Wednesday, January 8, 2014

The Day After Our Anniversary, Two and Half Days Before I See You Again

I already told you that I daydreamed about you today.  I'm surprised I didn't write my name several times on my Post-Its, just to see my first name mingled with your last name, like a girl in middle school.  Perhaps I didn't only because I had already signed my name, with that lovely mingling, several times that morning. 
 But that is how I feel lately, giddy on love.

The daydreaming was both innocent and not.  Too much information for a blog.  

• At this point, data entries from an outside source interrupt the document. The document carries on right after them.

//! Core data types for the listing-stats system.

use chrono::NaiveDate;
use serde::{Deserialize, Serialize};
use std::collections::BTreeMap;

/// Listing price in whole currency units.
pub type Price = u32;

/// Listings grouped by the value of a [`ListingKey`], in key order.
pub type CategoryGroups = BTreeMap<String, Vec<Listing>>;

/// A single vehicle listing.
#[derive(Debug, Clone, PartialEq, Eq, Serialize, Deserialize)]
pub struct Listing {
    /// Manufacturer brand (e.g., "Audi").
    pub brand: String,
    /// Model name.
    pub model: String,
    /// Vehicle class (e.g., "Economy", "Sport").
    pub category: String,
    /// Date the vehicle was manufactured.
    pub manufactured: NaiveDate,
    /// Asking price.
    pub price: Price,
}

impl Listing {
    /// Create a new listing.
    pub fn new(
        brand: impl Into<String>,
        model: impl Into<String>,
        category: impl Into<String>,
        manufactured: NaiveDate,
        price: Price,
    ) -> Self {
        Self {
            brand: brand.into(),
            model: model.into(),
            category: category.into(),
            manufactured,
            price,
        }
    }

    /// Read the string field selected by `key`.
    #[inline]
    pub fn key(&self, key: ListingKey) -> &str {
        match key {
            ListingKey::Brand => &self.brand,
            ListingKey::Model => &self.model,
            ListingKey::Category => &self.category,
        }
    }
}

/// String field of a [`Listing`] that filters and groupings match on.
#[derive(Debug, Clone, Copy, PartialEq, Eq, Hash, Serialize, Deserialize)]
#[serde(rename_all = "lowercase")]
pub enum ListingKey {
    Brand,
    Model,
    Category,
}

/// Price statistics over a batch of listings.
#[derive(Debug, Clone, Copy, PartialEq, Serialize, Deserialize)]
pub struct StatisticsReport {
    /// Number of prices aggregated.
    pub count: usize,
    /// Lowest price (0 for an empty batch).
    pub min: Price,
    /// Highest price (0 for an empty batch).
    pub max: Price,
    /// Arithmetic mean.
    pub mean: f64,
    /// Population standard deviation (divides by N).
    pub stddev: f64,
}

impl StatisticsReport {
    /// The zero-filled report returned for an empty batch.
    pub fn empty() -> Self {
        Self {
            count: 0,
            min: 0,
            max: 0,
            mean: 0.0,
            stddev: 0.0,
        }
    }

    /// Whether the report was computed from no prices at all.
    pub fn is_empty(&self) -> bool {
        self.count == 0
    }
}

/// Quartiles and fences derived with Tukey's method.
#[derive(Debug, Clone, Copy, PartialEq, Serialize, Deserialize)]
pub struct TukeyFences {
    /// First quartile (25th percentile).
    pub q1: Price,
    /// Third quartile (75th percentile).
    pub q3: Price,
    /// Interquartile range, `q3 - q1`.
    pub iqr: u32,
    /// Lowest price still considered normal.
    pub lower: f64,
    /// Highest price still considered normal.
    pub upper: f64,
}

impl TukeyFences {
    /// Is `price` inside the fences (inclusive at both ends)?
    #[inline]
    pub fn contains(&self, price: Price) -> bool {
        let p = price as f64;
        p >= self.lower && p <= self.upper
    }
}

/// Normal vs outlier counts for a batch of prices.
#[derive(Debug, Clone, Copy, PartialEq, Serialize, Deserialize)]
pub struct OutlierReport {
    /// Prices inside the fences.
    pub normal_count: usize,
    /// Prices outside the fences.
    pub outlier_count: usize,
    /// Fences used for the classification.
    pub fences: TukeyFences,
}

impl OutlierReport {
    /// Total number of prices classified.
    pub fn total(&self) -> usize {
        self.normal_count + self.outlier_count
    }
}

/// Output of one analysis run.
#[derive(Debug, Clone, PartialEq, Serialize, Deserialize)]
pub struct Report {
    /// Number of listings that survived the skip rule and limit.
    pub listings: usize,
    /// Size of each recent-listing group.
    pub groups: BTreeMap<String, usize>,
    /// Price statistics.
    pub statistics: StatisticsReport,
    /// Outlier counts; absent when no listings were analysed.
    pub outliers: Option<OutlierReport>,
}
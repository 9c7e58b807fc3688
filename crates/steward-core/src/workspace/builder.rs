//! Workspace content materialization

use crate::error::{Result, WorkspaceError};
use crate::types::{DomainContext, PermissionsConfig};
use async_trait::async_trait;
use serde::Serialize;
use std::collections::HashSet;
use std::path::{Path, PathBuf};
use tracing::debug;

pub const CONTEXT_DIR: &str = ".steward";
pub const CONTEXT_FILENAME: &str = "context.json";

/// Writes the files an agent backend needs into its workspace
#[async_trait]
pub trait WorkspaceBuilder: Send + Sync {
    /// Fails with `ComponentNotFound` when the domain context names
    /// something that does not exist.
    async fn build(
        &self,
        workspace_dir: &Path,
        domain_context: &DomainContext,
        backend_type: &str,
        permissions: &PermissionsConfig,
    ) -> Result<()>;
}

/// Component names a builder accepts
#[derive(Debug, Clone, Default)]
pub struct ComponentCatalog {
    pub skills: HashSet<String>,
    pub prompts: HashSet<String>,
    pub mcp_servers: HashSet<String>,
    pub workflows: HashSet<String>,
}

impl ComponentCatalog {
    pub fn new() -> Self {
        Self::default()
    }

    pub fn with_skill(mut self, name: impl Into<String>) -> Self {
        self.skills.insert(name.into());
        self
    }

    pub fn with_prompt(mut self, name: impl Into<String>) -> Self {
        self.prompts.insert(name.into());
        self
    }

    pub fn with_mcp_server(mut self, name: impl Into<String>) -> Self {
        self.mcp_servers.insert(name.into());
        self
    }

    pub fn with_workflow(mut self, name: impl Into<String>) -> Self {
        self.workflows.insert(name.into());
        self
    }

    fn check(&self, context: &DomainContext) -> Result<()> {
        let groups: [(&str, &HashSet<String>, Vec<&String>); 4] = [
            ("Skill", &self.skills, context.skills.iter().collect()),
            ("Prompt", &self.prompts, context.prompts.iter().collect()),
            ("McpServer", &self.mcp_servers, context.mcp_servers.iter().collect()),
            ("Workflow", &self.workflows, context.workflow.iter().collect()),
        ];
        for (kind, known, referenced) in groups {
            if let Some(missing) = referenced.into_iter().find(|name| !known.contains(*name)) {
                return Err(WorkspaceError::ComponentNotFound {
                    kind: kind.to_string(),
                    name: missing.clone(),
                }
                .into());
            }
        }
        Ok(())
    }
}

#[derive(Serialize)]
#[serde(rename_all = "camelCase")]
struct ContextManifest<'a> {
    backend_type: &'a str,
    domain_context: &'a DomainContext,
    permissions: &'a PermissionsConfig,
}

/// Default builder: writes `.steward/context.json` describing the domain
/// context and permissions for the backend to pick up.
#[derive(Debug, Clone, Default)]
pub struct ContextFileBuilder {
    catalog: Option<ComponentCatalog>,
}

impl ContextFileBuilder {
    pub fn new() -> Self {
        Self::default()
    }

    /// Reject references to components outside `catalog`.
    pub fn with_catalog(catalog: ComponentCatalog) -> Self {
        Self {
            catalog: Some(catalog),
        }
    }

    pub fn manifest_path(workspace_dir: &Path) -> PathBuf {
        workspace_dir.join(CONTEXT_DIR).join(CONTEXT_FILENAME)
    }
}

#[async_trait]
impl WorkspaceBuilder for ContextFileBuilder {
    async fn build(
        &self,
        workspace_dir: &Path,
        domain_context: &DomainContext,
        backend_type: &str,
        permissions: &PermissionsConfig,
    ) -> Result<()> {
        if let Some(catalog) = &self.catalog {
            catalog.check(domain_context)?;
        }

        let manifest = ContextManifest {
            backend_type,
            domain_context,
            permissions,
        };
        let path = Self::manifest_path(workspace_dir);
        tokio::fs::create_dir_all(workspace_dir.join(CONTEXT_DIR)).await?;
        tokio::fs::write(&path, serde_json::to_vec_pretty(&manifest)?).await?;

        debug!(path = %path.display(), backend_type, "Context manifest written");
        Ok(())
    }
}
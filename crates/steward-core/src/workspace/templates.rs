//! Template lookup

use crate::error::{Result, WorkspaceError};
use crate::types::AgentTemplate;
use parking_lot::RwLock;
use std::collections::HashMap;
use std::path::Path;
use tracing::{debug, info, warn};

/// Resolves a template name for instance creation
pub trait TemplateResolver: Send + Sync {
    fn get(&self, name: &str) -> Option<AgentTemplate>;

    fn get_or_throw(&self, name: &str) -> Result<AgentTemplate> {
        self.get(name)
            .ok_or_else(|| WorkspaceError::TemplateNotFound(name.to_string()).into())
    }
}

/// In-memory template registry
#[derive(Default)]
pub struct TemplateRegistry {
    templates: RwLock<HashMap<String, AgentTemplate>>,
}

impl TemplateRegistry {
    pub fn new() -> Self {
        Self::default()
    }

    /// Add or replace a template
    pub fn register(&self, template: AgentTemplate) {
        debug!(name = %template.name, version = %template.version, "Registering template");
        self.templates.write().insert(template.name.clone(), template);
    }

    pub fn unregister(&self, name: &str) -> bool {
        self.templates.write().remove(name).is_some()
    }

    pub fn list(&self) -> Vec<AgentTemplate> {
        let mut templates: Vec<AgentTemplate> = self.templates.read().values().cloned().collect();
        templates.sort_by(|a, b| a.name.cmp(&b.name));
        templates
    }

    pub fn len(&self) -> usize {
        self.templates.read().len()
    }

    pub fn is_empty(&self) -> bool {
        self.templates.read().is_empty()
    }

    /// Register every `*.json` template in `dir`, returning how many loaded.
    ///
    /// Unparsable files are skipped with a warning.
    pub fn load_dir(&self, dir: &Path) -> Result<usize> {
        let mut loaded = 0;
        for entry in std::fs::read_dir(dir)? {
            let path = entry?.path();
            if path.extension().and_then(|e| e.to_str()) != Some("json") {
                continue;
            }
            let raw = std::fs::read_to_string(&path)?;
            match serde_json::from_str::<AgentTemplate>(&raw) {
                Ok(template) => {
                    self.register(template);
                    loaded += 1;
                }
                Err(e) => warn!(path = %path.display(), error = %e, "Skipping invalid template"),
            }
        }
        info!(dir = %dir.display(), count = loaded, "Templates loaded");
        Ok(loaded)
    }
}

impl TemplateResolver for TemplateRegistry {
    fn get(&self, name: &str) -> Option<AgentTemplate> {
        self.templates.read().get(name).cloned()
    }
}

#[cfg(test)]
mod tests {
    use super::*;
    use crate::error::Error;
    use tempfile::tempdir;

    #[test]
    fn test_get_or_throw() {
        let registry = TemplateRegistry::new();
        registry.register(AgentTemplate::new("reviewer", "1.0.0", "cursor"));

        assert_eq!(registry.get_or_throw("reviewer").unwrap().version, "1.0.0");
        assert!(matches!(
            registry.get_or_throw("missing"),
            Err(Error::Workspace(WorkspaceError::TemplateNotFound(name))) if name == "missing"
        ));
    }

    #[test]
    fn test_load_dir_skips_invalid() {
        let dir = tempdir().unwrap();
        std::fs::write(
            dir.path().join("reviewer.json"),
            r#"{ "name": "reviewer", "version": "1.0.0", "backend": { "type": "cursor" } }"#,
        )
        .unwrap();
        std::fs::write(dir.path().join("broken.json"), "{").unwrap();
        std::fs::write(dir.path().join("README.md"), "# templates").unwrap();

        let registry = TemplateRegistry::new();
        assert_eq!(registry.load_dir(dir.path()).unwrap(), 1);
        assert_eq!(registry.len(), 1);
        assert!(registry.get("reviewer").is_some());
    }
}
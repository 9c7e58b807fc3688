//! Permission preset resolution

use crate::error::{ConfigError, Result};
use crate::types::{PermissionMode, PermissionsConfig, PermissionsInput};

pub const PRESET_NAMES: [&str; 4] = ["permissive", "standard", "restricted", "readonly"];

fn strings(items: &[&str]) -> Vec<String> {
    items.iter().map(|s| s.to_string()).collect()
}

/// Built-in preset by name
pub fn preset(name: &str) -> Option<PermissionsConfig> {
    let config = match name {
        "permissive" => PermissionsConfig {
            allow: strings(&["*"]),
            default_mode: Some(PermissionMode::BypassPermissions),
            ..PermissionsConfig::default()
        },
        "standard" => PermissionsConfig {
            allow: strings(&[
                "Read",
                "Edit",
                "Write",
                "Bash(npm run *)",
                "Bash(git *)",
                "WebFetch",
                "WebSearch",
            ]),
            ask: strings(&["Bash"]),
            default_mode: Some(PermissionMode::Default),
            ..PermissionsConfig::default()
        },
        "restricted" => PermissionsConfig {
            allow: strings(&["Read", "WebSearch"]),
            deny: strings(&["Bash", "WebFetch"]),
            ask: strings(&["Edit", "Write"]),
            default_mode: Some(PermissionMode::DontAsk),
            ..PermissionsConfig::default()
        },
        "readonly" => PermissionsConfig {
            allow: strings(&["Read", "WebFetch", "WebSearch"]),
            deny: strings(&["Bash", "Edit", "Write", "MultiEdit"]),
            default_mode: Some(PermissionMode::Plan),
            ..PermissionsConfig::default()
        },
        _ => return None,
    };
    Some(config)
}

/// Resolve template permissions; no input means `permissive`.
pub fn resolve_permissions(input: Option<&PermissionsInput>) -> Result<PermissionsConfig> {
    match input {
        None => Ok(preset("permissive").unwrap_or_default()),
        Some(PermissionsInput::Preset(name)) => {
            preset(name).ok_or_else(|| ConfigError::UnknownPreset(name.clone()).into())
        }
        Some(PermissionsInput::Config(config)) => Ok(config.clone()),
    }
}

/// Like [`resolve_permissions`], with each MCP server's tools allowed
/// unless a wildcard already covers them.
pub fn resolve_permissions_with_mcp(
    input: Option<&PermissionsInput>,
    mcp_servers: &[String],
) -> Result<PermissionsConfig> {
    let mut resolved = resolve_permissions(input)?;
    if !resolved.allow.iter().any(|rule| rule == "*") {
        for server in mcp_servers {
            let rule = format!("mcp__{server}");
            if !resolved.allow.contains(&rule) {
                resolved.allow.push(rule);
            }
        }
    }
    Ok(resolved)
}
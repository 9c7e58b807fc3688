//! Backend command resolution

use crate::error::{ConfigError, Result};
use serde::Serialize;
use std::path::Path;

type BackendConfig = serde_json::Map<String, serde_json::Value>;

/// Executable and arguments for one backend launch
#[derive(Debug, Clone, PartialEq, Eq, Serialize)]
pub struct ResolvedCommand {
    pub command: String,
    pub args: Vec<String>,
}

/// Turns `(backend type, workspace, backend config)` into a command line.
///
/// Implementations must be pure: no I/O, no side effects.
pub trait CommandResolver: Send + Sync {
    fn resolve(
        &self,
        backend_type: &str,
        workspace_dir: &Path,
        backend_config: Option<&BackendConfig>,
    ) -> Result<ResolvedCommand>;
}

/// Built-in backends.
///
/// `executablePath` in the backend config replaces the default executable and
/// `args` (an array) replaces the default arguments.
#[derive(Debug, Clone, Copy, Default)]
pub struct DefaultCommandResolver;

impl DefaultCommandResolver {
    pub fn new() -> Self {
        Self
    }
}

impl CommandResolver for DefaultCommandResolver {
    fn resolve(
        &self,
        backend_type: &str,
        workspace_dir: &Path,
        backend_config: Option<&BackendConfig>,
    ) -> Result<ResolvedCommand> {
        let explicit_path = backend_config
            .and_then(|c| c.get("executablePath"))
            .and_then(|v| v.as_str())
            .filter(|s| !s.is_empty());

        let workspace = workspace_dir.to_string_lossy().to_string();
        let (default_command, default_args) = match backend_type {
            "cursor" => (Some("cursor"), vec![workspace.clone()]),
            "claude-code" => (Some("claude-agent-acp"), Vec::new()),
            "custom" => (None, vec![workspace.clone()]),
            other => {
                return Err(ConfigError::Invalid(format!("Unknown backend type: {other}")).into())
            }
        };

        let command = match (explicit_path, default_command) {
            (Some(path), _) => path.to_string(),
            (None, Some(command)) => command.to_string(),
            (None, None) => {
                return Err(ConfigError::Invalid(
                    "Custom backend requires executablePath in backend config".into(),
                )
                .into())
            }
        };

        let args = match backend_config.and_then(|c| c.get("args")) {
            Some(serde_json::Value::Array(values)) => values
                .iter()
                .map(|v| match v {
                    serde_json::Value::String(s) => s.clone(),
                    other => other.to_string(),
                })
                .collect(),
            _ => default_args,
        };

        Ok(ResolvedCommand { command, args })
    }
}

#[cfg(test)]
mod tests {
    use super::*;
    use crate::error::Error;
    use serde_json::json;

    fn config(value: serde_json::Value) -> BackendConfig {
        value.as_object().cloned().unwrap()
    }

    #[test]
    fn test_cursor_opens_workspace() {
        let resolved = DefaultCommandResolver
            .resolve("cursor", Path::new("/ws/a"), None)
            .unwrap();
        assert_eq!(resolved.command, "cursor");
        assert_eq!(resolved.args, vec!["/ws/a"]);
    }

    #[test]
    fn test_explicit_overrides() {
        let cfg = config(json!({ "executablePath": "/bin/sleep", "args": ["600", 1] }));
        let resolved = DefaultCommandResolver
            .resolve("custom", Path::new("/ws/a"), Some(&cfg))
            .unwrap();
        assert_eq!(resolved.command, "/bin/sleep");
        assert_eq!(resolved.args, vec!["600", "1"]);
    }

    #[test]
    fn test_custom_requires_executable() {
        let result = DefaultCommandResolver.resolve("custom", Path::new("/ws/a"), None);
        assert!(matches!(result, Err(Error::Config(ConfigError::Invalid(_)))));
    }

    #[test]
    fn test_unknown_backend() {
        let result = DefaultCommandResolver.resolve("vim", Path::new("/ws/a"), None);
        assert!(result.is_err());
    }
}
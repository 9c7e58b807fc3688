//! `.steward.json` read, atomic write, patch, and directory scan

use crate::error::{Error, Result};
use crate::types::{
    AgentInstanceMeta, AgentStatus, InstanceMetaPatch, LaunchMode, PermissionsConfig,
    ProcessOwnership, WorkspacePolicy, DEFAULT_BACKEND_TYPE,
};
use chrono::{DateTime, Utc};
use serde::Deserialize;
use std::collections::HashMap;
use std::path::{Path, PathBuf};
use tokio::io::AsyncWriteExt;
use tracing::{debug, warn};

pub const META_FILENAME: &str = ".steward.json";

pub fn meta_file_path(workspace_dir: &Path) -> PathBuf {
    workspace_dir.join(META_FILENAME)
}

/// Outcome of scanning an instances directory
#[derive(Debug, Default)]
pub struct ScanResult {
    pub valid: Vec<AgentInstanceMeta>,
    /// Directory names whose metadata could not be read
    pub corrupted: Vec<String>,
}

/// On-disk shape, tolerant of records written before some fields existed.
#[derive(Debug, Deserialize)]
#[serde(rename_all = "camelCase")]
struct StoredInstanceMeta {
    id: String,
    name: String,
    template_name: String,
    template_version: String,
    #[serde(default)]
    backend_type: Option<String>,
    #[serde(default)]
    backend_config: Option<serde_json::Map<String, serde_json::Value>>,
    status: AgentStatus,
    launch_mode: LaunchMode,
    #[serde(default)]
    workspace_policy: Option<WorkspacePolicy>,
    #[serde(default)]
    process_ownership: Option<ProcessOwnership>,
    #[serde(default)]
    pid: Option<u32>,
    created_at: DateTime<Utc>,
    updated_at: DateTime<Utc>,
    #[serde(default)]
    started_at: Option<DateTime<Utc>>,
    #[serde(default)]
    metadata: Option<HashMap<String, String>>,
    #[serde(default)]
    effective_permissions: Option<PermissionsConfig>,
}

impl StoredInstanceMeta {
    fn validate(&self) -> std::result::Result<(), String> {
        let mut problems = Vec::new();
        if self.id.is_empty() {
            problems.push("id must not be empty".to_string());
        }
        if self.name.is_empty() {
            problems.push("name must not be empty".to_string());
        }
        if self.template_name.is_empty() {
            problems.push("templateName must not be empty".to_string());
        }
        if !is_semver(&self.template_version) {
            problems.push(format!(
                "templateVersion {:?} is not MAJOR.MINOR.PATCH",
                self.template_version
            ));
        }
        if self.pid == Some(0) {
            problems.push("pid must be positive".to_string());
        }
        if problems.is_empty() {
            Ok(())
        } else {
            Err(problems.join(", "))
        }
    }

    fn into_meta(self) -> AgentInstanceMeta {
        let workspace_policy = self
            .workspace_policy
            .unwrap_or_else(|| self.launch_mode.default_workspace_policy());
        AgentInstanceMeta {
            id: self.id,
            name: self.name,
            template_name: self.template_name,
            template_version: self.template_version,
            backend_type: self
                .backend_type
                .unwrap_or_else(|| DEFAULT_BACKEND_TYPE.to_string()),
            backend_config: self.backend_config,
            status: self.status,
            launch_mode: self.launch_mode,
            workspace_policy,
            process_ownership: self.process_ownership.unwrap_or_default(),
            pid: self.pid,
            created_at: self.created_at,
            updated_at: self.updated_at,
            started_at: self.started_at,
            metadata: self.metadata.unwrap_or_default(),
            effective_permissions: self.effective_permissions,
        }
    }
}

fn is_semver(version: &str) -> bool {
    let parts: Vec<&str> = version.split('.').collect();
    parts.len() == 3
        && parts
            .iter()
            .all(|p| !p.is_empty() && p.bytes().all(|b| b.is_ascii_digit()))
}

fn dir_label(workspace_dir: &Path) -> String {
    workspace_dir
        .file_name()
        .map(|n| n.to_string_lossy().to_string())
        .unwrap_or_else(|| workspace_dir.display().to_string())
}

/// Read and validate the metadata of the instance at `workspace_dir`.
///
/// A missing, unparsable, or invalid file is an `InstanceCorrupted` error so
/// callers can tell "broken" from "absent".
pub async fn read_instance_meta(workspace_dir: &Path) -> Result<AgentInstanceMeta> {
    let path = meta_file_path(workspace_dir);
    let label = dir_label(workspace_dir);

    let raw = match tokio::fs::read_to_string(&path).await {
        Ok(raw) => raw,
        Err(e) if e.kind() == std::io::ErrorKind::NotFound => {
            return Err(Error::corrupted(label, format!("{META_FILENAME} not found")));
        }
        Err(e) => return Err(e.into()),
    };

    let value: serde_json::Value = serde_json::from_str(&raw).map_err(|e| {
        Error::corrupted(&label, format!("{META_FILENAME} contains invalid JSON: {e}"))
    })?;

    let stored: StoredInstanceMeta = serde_json::from_value(value).map_err(|e| {
        Error::corrupted(&label, format!("{META_FILENAME} failed schema validation: {e}"))
    })?;

    stored.validate().map_err(|problems| {
        Error::corrupted(&label, format!("{META_FILENAME} failed schema validation: {problems}"))
    })?;

    Ok(stored.into_meta())
}

/// Atomically replace the metadata file: temp file in the same directory,
/// flushed to disk, then renamed over the target.
pub async fn write_instance_meta(workspace_dir: &Path, meta: &AgentInstanceMeta) -> Result<()> {
    let path = meta_file_path(workspace_dir);
    let suffix = uuid::Uuid::new_v4().simple().to_string();
    let tmp_path = workspace_dir.join(format!("{META_FILENAME}.{}.tmp", &suffix[..8]));

    let mut content = serde_json::to_string_pretty(meta)?;
    content.push('\n');

    tokio::fs::create_dir_all(workspace_dir).await?;

    let written = async {
        let mut file = tokio::fs::File::create(&tmp_path).await?;
        file.write_all(content.as_bytes()).await?;
        file.sync_all().await?;
        drop(file);
        tokio::fs::rename(&tmp_path, &path).await
    }
    .await;

    if let Err(e) = written {
        if let Err(cleanup) = tokio::fs::remove_file(&tmp_path).await {
            if cleanup.kind() != std::io::ErrorKind::NotFound {
                warn!(path = %tmp_path.display(), error = %cleanup, "Failed to remove temp metadata file");
            }
        }
        return Err(e.into());
    }

    debug!(name = %meta.name, status = %meta.status, "Instance metadata written");
    Ok(())
}

/// Read, merge `patch`, bump `updatedAt`, write back, and return the result.
pub async fn update_instance_meta(
    workspace_dir: &Path,
    patch: InstanceMetaPatch,
) -> Result<AgentInstanceMeta> {
    let mut meta = read_instance_meta(workspace_dir).await?;
    patch.apply(&mut meta);
    meta.updated_at = Utc::now();
    write_instance_meta(workspace_dir, &meta).await?;
    Ok(meta)
}

/// Partition the non-dot subdirectories of `base_dir` into readable and
/// corrupted instances. A missing `base_dir` yields an empty result.
pub async fn scan_instances(base_dir: &Path) -> Result<ScanResult> {
    let mut result = ScanResult::default();

    let mut entries = match tokio::fs::read_dir(base_dir).await {
        Ok(entries) => entries,
        Err(e) if e.kind() == std::io::ErrorKind::NotFound => return Ok(result),
        Err(e) => return Err(e.into()),
    };

    while let Some(entry) = entries.next_entry().await? {
        let name = entry.file_name().to_string_lossy().to_string();
        if name.starts_with('.') {
            continue;
        }
        // Follows symlinks so linked external workspaces are included.
        let path = entry.path();
        match tokio::fs::metadata(&path).await {
            Ok(md) if md.is_dir() => {}
            Ok(_) => continue,
            Err(e) => {
                warn!(dir = %name, error = %e, "Instance entry unreachable");
                result.corrupted.push(name);
                continue;
            }
        }

        match read_instance_meta(&path).await {
            Ok(meta) if meta.name == name => result.valid.push(meta),
            // Renamed or copied directory: the record would be addressed
            // through a path that does not hold it.
            Ok(meta) => {
                warn!(dir = %name, recorded_name = %meta.name, "Instance name does not match its directory");
                result.corrupted.push(name);
            }
            Err(e) => {
                warn!(dir = %name, error = %e, "Corrupted instance directory");
                result.corrupted.push(name);
            }
        }
    }

    result.valid.sort_by(|a, b| a.name.cmp(&b.name));
    result.corrupted.sort();
    Ok(result)
}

9 years of marriage, almost 15 years together.  1000's of memories.  There are two songs that I can think of off the top of my head with lyrics about love being incompatible with mathematical equations and logic.  As a person that prefers logic, I certainly enjoy knowing the exact chemicals stimulated in the human brain that help people bond in what we call love, but that is just knowledge for science's sake.  
The love I have for you moves beyond that.   

Since you've been away on another continent and the mundane chores of my day threaten my sanity, I have invented this way of thinking of our love as an epic love story from a novel.  Not deadly like Romeo and Juliet, dreary like Heathcliff and Catherine, cold like Pip and Estella, or terribly cheesy (and poorly written) like Edward and Bella.  I think of us more like Jamie and Claire, with much less war, farming, and time travel.  A constantly maturing love, full of devotion, where we both acknowledge our previous and present faults while forgiving perceived faults in each other. 

There is an ebb and flow to us that we used to struggle against, swimming when we should have floated, treading water when we should have swam like mad.  But we understand it now.  I have an angry, passionate, depressing streak in my life that flares from time to time, but you understand it, validate it, and help me give it purpose.  You profess not to understand me, but I'm telling you that you do.

We have not been married 50+ years so no, I do not consider us experts on marriage.  I think it is fair to say most people consider the following as ingredients for a happy relationship:  Communication, respect, sacrifice, willingness to improve, trust earned and trust given, loyalty....so many of these types of concepts......that are meaningless until both people in the relationship really mean and practice them.....

I like our story. Even the bad parts.  

It can be broken down easily.  I first saw you when you were working at a Subway.   
Make me a sammach boy.  
Who is this overly skinny chick with a shaved head? 
Then we got a job working together.  We flirted.  We had a date. We became infatuated with each other. Our teeth hit on the first kiss.  We got pregnant soon after.  (Oh crap!)  We moved in together.  We grew apart.  We saw other people.  We came back together.  We got pregnant again.  

Up until that point, I think we were "in love" but we were rarely practicing the ingredients.   

We got married before Hurricane Katrina.  When I said the vows, I meant them completely...but....but I was not yet ready to completely let you behind the walls I keep.  It was the hurricane that did it.  Amidst the terror, there was a moment that I knew, where knowing is no longer a conscious thought, that you would protect me and our children with your own life, always.  I no longer needed to carry so much fear because you had become my fortress.  It shook me to the core to know the extent of your love for me.  I knew/know it, I trusted/trust it, and I wanted/want to keep it for always.  
And I want you to feel the same from me, always.  

That core shaking moment happened again when Trent was born.  We looked at each and knew that we were forging ahead, together.  The words didn't even need to be said.  

It doesn't matter that sometimes we argue (though very maturely,) that sometimes we feel boring, run down by the ordinary demands, and very less than epic, our foundation is the knowing that took place during those moments, and those moments were epic.  
The way you being on another continent makes me miss, respect, trust, adore, and appreciate you with an all-consuming excitability is epic.  It is all so freaking epic. 

 But "I love you" was simply not expressive or epic enough for what I needed to tell you today.   Neither is "Thank you, thank you, thank you!"  

I could not go to sleep tonight until I said it better.    

I hope you read this over and over before your long flight home.  I hope it permeates your dreams, both day and night.